Lines containing the word "flip" are to be copied from the data below.

====== Source information

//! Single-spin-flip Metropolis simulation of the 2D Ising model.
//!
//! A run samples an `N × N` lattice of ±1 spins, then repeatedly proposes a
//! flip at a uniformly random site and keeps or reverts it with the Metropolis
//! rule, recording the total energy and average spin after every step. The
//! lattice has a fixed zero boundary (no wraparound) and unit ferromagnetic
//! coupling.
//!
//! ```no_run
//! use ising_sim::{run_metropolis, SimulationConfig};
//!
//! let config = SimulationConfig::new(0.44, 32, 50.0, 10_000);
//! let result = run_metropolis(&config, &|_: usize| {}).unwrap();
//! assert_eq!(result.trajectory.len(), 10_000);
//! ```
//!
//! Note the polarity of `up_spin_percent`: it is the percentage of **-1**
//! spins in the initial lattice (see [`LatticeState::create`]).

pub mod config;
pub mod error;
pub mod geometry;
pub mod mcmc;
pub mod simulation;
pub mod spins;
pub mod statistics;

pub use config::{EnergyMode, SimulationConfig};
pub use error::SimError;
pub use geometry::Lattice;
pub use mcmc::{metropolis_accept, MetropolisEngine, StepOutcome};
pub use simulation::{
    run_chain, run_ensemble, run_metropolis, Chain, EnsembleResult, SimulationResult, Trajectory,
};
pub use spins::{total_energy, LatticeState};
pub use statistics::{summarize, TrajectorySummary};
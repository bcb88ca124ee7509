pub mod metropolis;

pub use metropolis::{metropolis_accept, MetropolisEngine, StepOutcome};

============

● **Exercise output**:
//! Single-spin-flip Metropolis simulation of the 2D Ising model.
//! flip at a uniformly random site and keeps or reverts it with the Metropolis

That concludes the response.